Who does SLE typically present in?
- Young to middle aged females
- Asian/african ethnicity (if in US or Europe)
State some symptoms of SLE
- Fatigue
- Weight loss
- Arthralgia
- Myalgia
- Fever
- Rash on face which is photosensitive
- SOB
- Mouth ulcers
- Hair loss
- Raynaud’s phenomenom
- Abdo pain
- Nausea, vomitting
State what you might find on clinical examination of somoeone with SLE
- Lymphadenopathy
- Splenomegaly
- Hypertension
- Signs of nephrosis e.g. oedema
- Photosensitive malar rash
- Discoid rash
- Livedo reticularis
- Mouth ulcers
- Hair loss
What mneumonic can you use to remember signs & symptoms of SLE?
SOAP BRAIN
- Serositis: pleurisy, pericarditis
- Oral ulcers (usually painless)
- Arthritis (of small joints, non-erosive)
- Photosensitivity and/or malar/discoid rash
- Blood disorders (low WCC, lyphopenia, thrombocytopenia, haemolytic anaemia)
- Renal involvement (glomerulonephritis, proteinuria)
- Autoantibodies
- Immunological tests e.g. low complements
- Neurological disorder e.g. seizures, psychosis, anxiety and depression
What is the most common cardiac manifestation of SLE?
Pericarditis
If you send a test for “antibodies to extractable nuclear antigens (anti-ENA antibodies)” to the lab it will check for antibodies to specific components in the cell nuclear. State the different types of anti-nuclear antibody and state what diseases they are present in
- Anti-Smith: highly specific to SLE but not very sensitive
- Anti-centromere: most associated with limited cutaneous systemic sclerosis
- Anti-Ro and Anti-La: most associated with Sjogren’s
- Anti-Scl-70: most associaed with systemic sclerosis
- Anti-Jo-1: most associated with dermatomyositis
What investigations would you do if you suspect someone has SLE, include:
- Bedside
- Bloods
- Imaging
*Where appropriate justify why you are doing each
Bedside
- Urinalysis: detect renal disease
Bloods
- FBC: anaemia & leukopenia are common
- U&Es: check renal func
- LFTs: check liver func
- ANA autoantibodies: 85-95% of SLE pts are ANA positive. Highly sensitive
- Anti-dsDNA autoantibodies: 70% of SLE pts are positive. Titre rises with disease severity. Highly specific.
- Anti-ENA antibody test: anti-Ro and anti-La are common
- Antiphospholipid antibodies: antiphospholipid syndrome can occur secondary to SLE in up to 40% SLE pts
- Rheumatoid factor antibodies: 20% positive
- ESR: often raised
Imaging
- Any imaging appropriate for systemic symptoms e.g. CXR
Others:
- Renal biopsy
- Skin biopsy
ECG: if has cardiac symptoms
What happens to C3 & C4 as disease activity increases?

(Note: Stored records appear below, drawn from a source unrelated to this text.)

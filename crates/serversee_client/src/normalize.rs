//! Conversion of every status source into a [`ServerStatus`].

use serde_json::Value;
use serversee_protocol::ProtocolError;
use serversee_protocol::minecraft::java::status::ResponseJSON;

use crate::error::{ClientError, Result};
use crate::model::ServerStatus;

const DEFAULT_MOTD: &str = "Minecraft Server";
const UNKNOWN: &str = "Unknown";
const DEFAULT_GAMEMODE: &str = "Survival";

/// Decodes the `data` of an agent `status` reply.
///
/// An explicit `online: false` means the agent is up but the game server is
/// not. A missing `online` flag is read as online, since the agent answered.
pub fn from_agent(data: &Value) -> Result<ServerStatus> {
    if data.get("online").and_then(Value::as_bool) == Some(false) {
        return Err(ClientError::ServerOffline);
    }
    if !data.is_object() {
        return Err(ClientError::Unsupported(format!(
            "agent status is not an object: {data}"
        )));
    }

    let mut status: ServerStatus = serde_json::from_value(data.clone())?;
    status.online = true;
    Ok(status)
}

/// Parses the JSON document of a Java status response.
pub fn from_java(json: &str) -> std::result::Result<ServerStatus, ProtocolError> {
    let response: ResponseJSON =
        serde_json::from_str(json).map_err(|e| ProtocolError::InvalidPayload(e.to_string()))?;
    Ok(from_java_response(&response))
}

pub fn from_java_response(response: &ResponseJSON) -> ServerStatus {
    let (players, max_players) = response
        .players
        .as_ref()
        .map(|p| (clamp_count(p.online), clamp_count(p.max)))
        .unwrap_or((0, 0));

    ServerStatus {
        online: true,
        motd: motd_from_description(&response.description),
        version: response
            .version
            .as_ref()
            .and_then(|v| v.name.clone())
            .unwrap_or_else(|| UNKNOWN.to_string()),
        bukkit_version: String::new(),
        players,
        max_players,
        gamemode: DEFAULT_GAMEMODE.to_string(),
        plugins: Vec::new(),
        icon: response.favicon.clone(),
    }
}

/// Builds a status from a Bedrock advertisement:
/// `edition;motd;protocol;version;online;max;guid;motd2;gamemode;...`
pub fn from_bedrock(text: &str) -> ServerStatus {
    let parts: Vec<&str> = text.split(';').collect();
    let field = |index: usize| parts.get(index).copied();
    let count = |index: usize| field(index).and_then(|s| s.trim().parse().ok()).unwrap_or(0);

    ServerStatus {
        online: true,
        motd: field(1).unwrap_or(DEFAULT_MOTD).to_string(),
        version: field(3).unwrap_or(UNKNOWN).to_string(),
        bukkit_version: String::new(),
        players: count(4),
        max_players: count(5),
        gamemode: field(8).unwrap_or(DEFAULT_GAMEMODE).to_string(),
        plugins: Vec::new(),
        icon: None,
    }
}

/// Normalises a response of the public status API (api.mcsrvstat.us, v3).
pub fn from_public_api(json: &Value) -> Result<ServerStatus> {
    if !json.get("online").and_then(Value::as_bool).unwrap_or(false) {
        return Err(ClientError::ServerOffline);
    }

    let motd = json
        .pointer("/motd/clean/0")
        .and_then(Value::as_str)
        .unwrap_or(DEFAULT_MOTD);
    let count = |pointer: &str| {
        json.pointer(pointer)
            .and_then(Value::as_i64)
            .map(clamp_count)
            .unwrap_or(0)
    };

    Ok(ServerStatus {
        online: true,
        motd: motd.to_string(),
        version: json
            .get("version")
            .and_then(Value::as_str)
            .unwrap_or(UNKNOWN)
            .to_string(),
        bukkit_version: UNKNOWN.to_string(),
        players: count("/players/online"),
        max_players: count("/players/max"),
        gamemode: UNKNOWN.to_string(),
        plugins: Vec::new(),
        icon: json.get("icon").and_then(Value::as_str).map(String::from),
    })
}

/// Flattens a chat component into its text.
///
/// Only the top level and one level of `extra` are read: object fragments
/// contribute their `text`, string fragments themselves.
pub fn motd_from_description(description: &Value) -> String {
    match description {
        Value::String(text) => text.clone(),
        Value::Object(component) => {
            let mut motd = String::new();
            if let Some(text) = component.get("text").and_then(Value::as_str) {
                motd.push_str(text);
            }
            if let Some(extra) = component.get("extra").and_then(Value::as_array) {
                for fragment in extra {
                    match fragment {
                        Value::String(text) => motd.push_str(text),
                        Value::Object(inner) => {
                            if let Some(text) = inner.get("text").and_then(Value::as_str) {
                                motd.push_str(text);
                            }
                        }
                        _ => {}
                    }
                }
            }
            motd
        }
        _ => String::new(),
    }
}

fn clamp_count(value: i64) -> u32 {
    u32::try_from(value.max(0)).unwrap_or(u32::MAX)
}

C3 and C4 fall with disease activity (due to consumption of complement proteins)
CRP is usually raised in SLE; true or false?
FALSE; CRP is usually normal in SLE.
ESR & plasma viscosity are often raised. ESR generally used. If CRP is raised may indicate underlying infection.
Up to 40% of pts with SLE can develop antiphospholipid syndrome secondary to SLE; state two potential complications of anti-phospholipid syndrome
What 2 criteria can you use to establish a diagnosis of SLE?
Use SLICC criteria or the ACR criteria
They both look at both symptoms & signs and immunological results
Discuss the management of SLE
Anti-inflammatory medication & immunsupression is mainstay of treatment. Treatment is usually titrated upwards to find minimal medication with least side effects to control symptoms:
Non-pharmacological
- Sun protection
- Health lifestyle (in view of CVD risk)
First line treatment Pharmacological
- Hydroxychloroquine is treatment of choice!!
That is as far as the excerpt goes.